Blanche – Little Amber Bottles

Peaches are no longer grown in Georgia, and good country music no longer comes from the South. These days it seems like the only country music worth listening to comes from places like San Diego, Denver, and Detroit.


The latter is where the band Blanche formed around front man Dan Miller, who used to play in Goober & the Peas, which is a pretty great name. “Little Amber Bottles” is their second full-length album, and picks up where their much lauded “If We Can’t Trust the Doctors,” left off.

When I speak of country music I don’t mean the type put out by the colossal force, but diminutive in stature, Kenny Chesney. Blanche falls into the category now being called alt-country, or even Neo-Traditional, but is actually far closer to roots music than most things going by country. It’s dark, relies heavily on the twang of banjo complimented with slide and electric guitar. My Appalachian Mountain-dwelling ancestors would have been proud.

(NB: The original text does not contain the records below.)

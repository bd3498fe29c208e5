//! Spotify Web API client
//!
//! Implements [`CollectionProvider`] over the Spotify Web API with a bearer
//! token obtained elsewhere (token acquisition and refresh are not handled
//! here). Requests are rate limited client-side and never retried.
//!
//! Spotify lists playlist items oldest first. To honor the newest-first
//! contract the client reads the total first and then walks the playlist from
//! its end backwards, reversing each page. The continuation cursor is the
//! exclusive end offset of the next page to read.

use crate::provider::{
    ArtistRef, CollectionEntry, CollectionProvider, Page, PlayEvent, ProviderError,
    ProviderResult, TimeRange, TopTrack, TrackItem, Work, MAX_APPEND_BATCH,
};
use async_trait::async_trait;
use governor::{Quota, RateLimiter};
use reqwest::{Client, RequestBuilder, Response, StatusCode};
use serde::de::DeserializeOwned;
use serde::Deserialize;
use std::num::NonZeroU32;
use std::time::Duration;

const SPOTIFY_API_BASE_URL: &str = "https://api.spotify.com/v1";
const USER_AGENT: &str = concat!("plsync/", env!("CARGO_PKG_VERSION"));
const REQUESTS_PER_SECOND: u32 = 10;
const PLAYLIST_ITEM_FIELDS: &str = "items(added_at,track(uri,name,artists(name))),next,total";

#[derive(Debug, Deserialize)]
struct SpPaging<T> {
    #[serde(default = "Vec::new")]
    items: Vec<T>,
    #[serde(default)]
    total: u32,
}

#[derive(Debug, Deserialize)]
struct SpPlaylistItem {
    added_at: Option<String>,
    track: Option<SpTrack>,
}

#[derive(Debug, Deserialize)]
struct SpTrack {
    uri: Option<String>,
    name: Option<String>,
    #[serde(default)]
    artists: Vec<SpArtistName>,
    popularity: Option<u32>,
}

#[derive(Debug, Deserialize)]
struct SpArtistName {
    name: String,
}

#[derive(Debug, Deserialize)]
struct SpFollowing {
    artists: SpCursorPaging<SpArtist>,
}

#[derive(Debug, Deserialize)]
struct SpCursorPaging<T> {
    #[serde(default = "Vec::new")]
    items: Vec<T>,
    next: Option<String>,
    cursors: Option<SpCursors>,
}

#[derive(Debug, Deserialize)]
struct SpCursors {
    after: Option<String>,
}

#[derive(Debug, Deserialize)]
struct SpArtist {
    id: String,
    name: String,
}

#[derive(Debug, Deserialize)]
struct SpAlbum {
    id: String,
    name: String,
    release_date: Option<String>,
}

#[derive(Debug, Deserialize)]
struct SpPlayHistory {
    track: Option<SpTrack>,
    played_at: Option<String>,
}

#[derive(Debug, Deserialize)]
struct SpPlaylistName {
    name: String,
}

impl SpTrack {
    /// `None` for rows without a usable identity
    fn into_track(self) -> Option<TrackItem> {
        let uri = self.uri.filter(|u| !u.is_empty())?;
        Some(TrackItem {
            uri,
            name: self.name.unwrap_or_else(|| "Unknown".to_string()),
            artists: self.artists.into_iter().map(|a| a.name).collect(),
        })
    }
}

/// Page bounds `[start, end)` for a backwards walk ending at `end`
fn backwards_page(end: u32, page_size: u32) -> (u32, u32) {
    let start = end.saturating_sub(page_size.max(1));
    (start, end - start)
}

/// Spotify Web API client
pub struct SpotifyClient {
    http_client: Client,
    base_url: String,
    access_token: String,
    /// Client-side throttle; Spotify answers bursts with 429
    rate_limiter: RateLimiter<
        governor::state::direct::NotKeyed,
        governor::state::InMemoryState,
        governor::clock::DefaultClock,
    >,
}

impl SpotifyClient {
    pub fn new(access_token: impl Into<String>) -> ProviderResult<Self> {
        let http_client = Client::builder()
            .user_agent(USER_AGENT)
            .timeout(Duration::from_secs(30))
            .connect_timeout(Duration::from_secs(5))
            .build()
            .map_err(|e| ProviderError::Network(e.to_string()))?;

        let quota = NonZeroU32::new(REQUESTS_PER_SECOND).unwrap_or(NonZeroU32::MIN);

        Ok(Self {
            http_client,
            base_url: SPOTIFY_API_BASE_URL.to_string(),
            access_token: access_token.into(),
            rate_limiter: RateLimiter::direct(Quota::per_second(quota)),
        })
    }

    /// Point the client at another API root (proxies, test servers)
    pub fn with_base_url(mut self, base_url: impl Into<String>) -> Self {
        self.base_url = base_url.into().trim_end_matches('/').to_string();
        self
    }

    fn url(&self, path: &str) -> String {
        format!("{}{}", self.base_url, path)
    }

    async fn send(&self, request: RequestBuilder, context: &str) -> ProviderResult<Response> {
        self.rate_limiter.until_ready().await;

        let response = request
            .bearer_auth(&self.access_token)
            .send()
            .await
            .map_err(|e| ProviderError::Network(e.to_string()))?;

        let status = response.status();
        if status.is_success() {
            return Ok(response);
        }

        tracing::debug!(status = status.as_u16(), context = %context, "Spotify request failed");
        match status {
            StatusCode::NOT_FOUND => Err(ProviderError::NotFound(context.to_string())),
            StatusCode::FORBIDDEN => Err(ProviderError::Forbidden(context.to_string())),
            StatusCode::TOO_MANY_REQUESTS => Err(ProviderError::RateLimited),
            _ => {
                let error_text = response.text().await.unwrap_or_default();
                Err(ProviderError::Api(status.as_u16(), error_text))
            }
        }
    }

    async fn get_json<T: DeserializeOwned>(
        &self,
        request: RequestBuilder,
        context: &str,
    ) -> ProviderResult<T> {
        self.send(request, context)
            .await?
            .json::<T>()
            .await
            .map_err(|e| ProviderError::Parse(e.to_string()))
    }

    async fn playlist_items(
        &self,
        playlist_id: &str,
        offset: u32,
        limit: u32,
    ) -> ProviderResult<SpPaging<SpPlaylistItem>> {
        let request = self
            .http_client
            .get(self.url(&format!("/playlists/{}/tracks", playlist_id)))
            .query(&[
                ("fields", PLAYLIST_ITEM_FIELDS.to_string()),
                ("offset", offset.to_string()),
                ("limit", limit.to_string()),
            ]);
        self.get_json(request, &format!("playlist {}", playlist_id))
            .await
    }
}

#[async_trait]
impl CollectionProvider for SpotifyClient {
    async fn collection_page(
        &self,
        collection_id: &str,
        page_size: u32,
        cursor: Option<&str>,
    ) -> ProviderResult<Page<CollectionEntry>> {
        let end = match cursor {
            Some(raw) => raw
                .parse::<u32>()
                .map_err(|_| ProviderError::Parse(format!("Invalid playlist cursor: {}", raw)))?,
            None => self.playlist_items(collection_id, 0, 1).await?.total,
        };
        if end == 0 {
            return Ok(Page::last(Vec::new()));
        }

        let (start, limit) = backwards_page(end, page_size);
        let page = self.playlist_items(collection_id, start, limit).await?;

        let items = page
            .items
            .into_iter()
            .rev()
            .map(|item| CollectionEntry {
                track: item.track.and_then(SpTrack::into_track),
                added_at: item.added_at,
            })
            .collect();

        Ok(Page {
            items,
            next: (start > 0).then(|| start.to_string()),
        })
    }

    async fn followed_artists_page(
        &self,
        page_size: u32,
        cursor: Option<&str>,
    ) -> ProviderResult<Page<ArtistRef>> {
        let mut request = self
            .http_client
            .get(self.url("/me/following"))
            .query(&[("type", "artist".to_string()), ("limit", page_size.to_string())]);
        if let Some(after) = cursor {
            request = request.query(&[("after", after)]);
        }

        let following: SpFollowing = self.get_json(request, "followed artists").await?;
        let artists = following.artists;
        let next = artists
            .next
            .and(artists.cursors)
            .and_then(|c| c.after);

        Ok(Page {
            items: artists
                .items
                .into_iter()
                .map(|a| ArtistRef {
                    id: a.id,
                    name: a.name,
                })
                .collect(),
            next,
        })
    }

    async fn artist_works(&self, artist_id: &str) -> ProviderResult<Vec<Work>> {
        let request = self
            .http_client
            .get(self.url(&format!("/artists/{}/albums", artist_id)))
            .query(&[("include_groups", "album,single"), ("limit", "50")]);

        let albums: SpPaging<SpAlbum> = self
            .get_json(request, &format!("artist {}", artist_id))
            .await?;

        Ok(albums
            .items
            .into_iter()
            .map(|a| Work {
                id: a.id,
                name: a.name,
                release_date: a.release_date,
            })
            .collect())
    }

    async fn work_tracks(&self, work_id: &str) -> ProviderResult<Vec<TrackItem>> {
        let request = self
            .http_client
            .get(self.url(&format!("/albums/{}/tracks", work_id)))
            .query(&[("limit", "50")]);

        let tracks: SpPaging<SpTrack> = self
            .get_json(request, &format!("album {}", work_id))
            .await?;

        Ok(tracks
            .items
            .into_iter()
            .filter_map(SpTrack::into_track)
            .collect())
    }

    async fn append_items(&self, collection_id: &str, uris: &[String]) -> ProviderResult<()> {
        if uris.len() > MAX_APPEND_BATCH {
            return Err(ProviderError::BatchTooLarge(uris.len()));
        }
        if uris.is_empty() {
            return Ok(());
        }

        let request = self
            .http_client
            .post(self.url(&format!("/playlists/{}/tracks", collection_id)))
            .json(&serde_json::json!({ "uris": uris }));
        self.send(request, &format!("playlist {}", collection_id))
            .await?;

        tracing::debug!(playlist_id = %collection_id, count = uris.len(), "Appended tracks");
        Ok(())
    }

    async fn collection_name(&self, collection_id: &str) -> ProviderResult<Option<String>> {
        let request = self
            .http_client
            .get(self.url(&format!("/playlists/{}", collection_id)))
            .query(&[("fields", "name")]);

        match self
            .get_json::<SpPlaylistName>(request, &format!("playlist {}", collection_id))
            .await
        {
            Ok(playlist) => Ok(Some(playlist.name)),
            Err(ProviderError::NotFound(_)) => Ok(None),
            Err(e) => Err(e),
        }
    }

    async fn recently_played(&self, limit: u32) -> ProviderResult<Vec<PlayEvent>> {
        let request = self
            .http_client
            .get(self.url("/me/player/recently-played"))
            .query(&[("limit", limit.min(50).to_string())]);

        let history: SpPaging<SpPlayHistory> =
            self.get_json(request, "recently played").await?;

        Ok(history
            .items
            .into_iter()
            .filter_map(|item| {
                let track = item.track.and_then(SpTrack::into_track)?;
                Some(PlayEvent {
                    track,
                    played_at: item.played_at,
                })
            })
            .collect())
    }

    async fn top_tracks(&self, time_range: TimeRange, limit: u32) -> ProviderResult<Vec<TopTrack>> {
        let request = self.http_client.get(self.url("/me/top/tracks")).query(&[
            ("time_range", time_range.as_str().to_string()),
            ("limit", limit.clamp(1, 50).to_string()),
        ]);

        let top: SpPaging<SpTrack> = self.get_json(request, "top tracks").await?;

        Ok(top
            .items
            .into_iter()
            .filter_map(|item| {
                let popularity = item.popularity.unwrap_or(0);
                Some(TopTrack {
                    track: item.into_track()?,
                    popularity,
                })
            })
            .collect())
    }
}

At its core, this music is all about storytelling, and is best represented by the song “The World I Used To Be Afraid Of.” It is a simple ditty about a man driven to murder after being shunned by the girl he loves. It sounds grim, but is delivered with a wry sense of humor that puts it in the same category as Johnny Cash’s “Delia’s Gone.” However, a mean slide guitar in the middle of “World” gives it an up-tempo feel lacking in “Delia.”

Even when venturing towards a more rock and roll sound, Blanche infuses it with a swampy sound. “What This Town Needs,” combines hard hitting electric guitar and alternating lyrics sung by Miller and his wife Tracee, who’s haunting voice graces most of the tracks.

While frequently gleeful, songs like “O’ Death, Where Is Thy Sting?” fully embrace the gloom. While not likely to endear it to fans of relentlessly cheerful music, Blanche encompasses the sphere of human emotion in one album.

Solid songwriting and spectacular instrumentals make “Little Amber Bottles” a worthwhile listen. If you cringe at the twang of an accent or banjo, it might not be for you, but give it a chance and you may become a convert.